* Work required *
Produce a copy of every line in the records that holds the string "JetBrains".

[Stored data entries]
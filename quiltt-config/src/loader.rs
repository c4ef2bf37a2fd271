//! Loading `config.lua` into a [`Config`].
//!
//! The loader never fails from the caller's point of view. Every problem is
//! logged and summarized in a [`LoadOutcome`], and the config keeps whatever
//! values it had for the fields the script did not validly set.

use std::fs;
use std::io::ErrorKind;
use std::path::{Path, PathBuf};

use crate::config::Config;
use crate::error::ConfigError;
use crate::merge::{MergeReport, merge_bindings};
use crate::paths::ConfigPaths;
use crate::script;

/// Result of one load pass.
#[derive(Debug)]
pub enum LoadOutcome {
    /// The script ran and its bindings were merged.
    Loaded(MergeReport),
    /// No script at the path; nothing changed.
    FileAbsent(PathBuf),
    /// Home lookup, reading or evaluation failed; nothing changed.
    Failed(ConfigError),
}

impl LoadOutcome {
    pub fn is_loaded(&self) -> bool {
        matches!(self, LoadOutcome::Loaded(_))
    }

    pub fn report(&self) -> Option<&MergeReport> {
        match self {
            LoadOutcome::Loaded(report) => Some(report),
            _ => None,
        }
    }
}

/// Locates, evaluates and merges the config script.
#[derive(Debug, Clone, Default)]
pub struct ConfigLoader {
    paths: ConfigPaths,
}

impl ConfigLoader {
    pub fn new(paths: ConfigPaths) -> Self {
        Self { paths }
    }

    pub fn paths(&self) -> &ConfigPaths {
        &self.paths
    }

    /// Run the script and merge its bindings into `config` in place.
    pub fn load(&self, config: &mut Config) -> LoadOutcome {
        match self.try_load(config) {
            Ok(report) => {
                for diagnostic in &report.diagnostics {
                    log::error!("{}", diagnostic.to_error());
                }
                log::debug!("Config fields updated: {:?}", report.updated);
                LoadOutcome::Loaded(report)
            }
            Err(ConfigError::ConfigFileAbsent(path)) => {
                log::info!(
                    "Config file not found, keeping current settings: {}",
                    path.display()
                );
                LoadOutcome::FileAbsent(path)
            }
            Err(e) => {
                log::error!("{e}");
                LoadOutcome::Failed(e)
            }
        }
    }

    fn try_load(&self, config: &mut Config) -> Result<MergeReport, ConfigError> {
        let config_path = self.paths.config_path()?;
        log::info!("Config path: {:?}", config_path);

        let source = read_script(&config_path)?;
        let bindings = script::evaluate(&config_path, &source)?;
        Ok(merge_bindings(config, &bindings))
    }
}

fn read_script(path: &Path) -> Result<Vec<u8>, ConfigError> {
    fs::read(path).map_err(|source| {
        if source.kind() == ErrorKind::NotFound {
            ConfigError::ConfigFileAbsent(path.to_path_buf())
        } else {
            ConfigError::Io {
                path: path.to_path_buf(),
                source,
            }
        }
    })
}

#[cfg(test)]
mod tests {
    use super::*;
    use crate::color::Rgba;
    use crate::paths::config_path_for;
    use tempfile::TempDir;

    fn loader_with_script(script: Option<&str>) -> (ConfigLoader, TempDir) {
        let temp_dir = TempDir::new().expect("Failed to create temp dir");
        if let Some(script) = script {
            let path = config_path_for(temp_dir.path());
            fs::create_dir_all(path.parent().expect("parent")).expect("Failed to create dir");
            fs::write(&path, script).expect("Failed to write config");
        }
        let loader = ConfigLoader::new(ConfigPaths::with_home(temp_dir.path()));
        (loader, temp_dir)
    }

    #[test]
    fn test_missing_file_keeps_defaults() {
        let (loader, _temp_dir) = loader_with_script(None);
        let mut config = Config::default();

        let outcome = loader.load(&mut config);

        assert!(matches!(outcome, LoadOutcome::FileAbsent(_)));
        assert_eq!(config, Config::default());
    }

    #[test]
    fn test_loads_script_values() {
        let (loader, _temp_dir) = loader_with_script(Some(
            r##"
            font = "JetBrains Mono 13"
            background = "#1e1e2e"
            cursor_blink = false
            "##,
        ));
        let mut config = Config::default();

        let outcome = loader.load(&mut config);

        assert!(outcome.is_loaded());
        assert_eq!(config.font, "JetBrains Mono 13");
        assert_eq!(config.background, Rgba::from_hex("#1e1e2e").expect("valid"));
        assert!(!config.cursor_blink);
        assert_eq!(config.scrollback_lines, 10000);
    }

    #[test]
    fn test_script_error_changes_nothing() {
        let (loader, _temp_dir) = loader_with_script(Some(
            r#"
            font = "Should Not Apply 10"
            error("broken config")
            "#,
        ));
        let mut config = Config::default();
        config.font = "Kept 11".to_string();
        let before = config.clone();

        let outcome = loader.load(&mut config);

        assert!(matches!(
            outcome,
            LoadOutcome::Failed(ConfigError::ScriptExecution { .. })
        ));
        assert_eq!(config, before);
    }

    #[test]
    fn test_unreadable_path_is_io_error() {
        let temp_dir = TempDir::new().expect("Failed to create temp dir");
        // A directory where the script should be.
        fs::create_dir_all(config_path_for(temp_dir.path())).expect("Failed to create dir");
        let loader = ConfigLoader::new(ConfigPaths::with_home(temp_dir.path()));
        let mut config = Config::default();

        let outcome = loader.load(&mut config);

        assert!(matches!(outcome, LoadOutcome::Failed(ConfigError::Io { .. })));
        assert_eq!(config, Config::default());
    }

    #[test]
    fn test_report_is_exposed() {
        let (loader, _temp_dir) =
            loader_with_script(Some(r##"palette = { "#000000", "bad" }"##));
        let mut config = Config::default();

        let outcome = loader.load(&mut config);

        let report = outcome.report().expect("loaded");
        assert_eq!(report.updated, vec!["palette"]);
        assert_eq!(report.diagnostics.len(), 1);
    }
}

* Completed exercise *
            font = "JetBrains Mono 13"
        assert_eq!(config.font, "JetBrains Mono 13");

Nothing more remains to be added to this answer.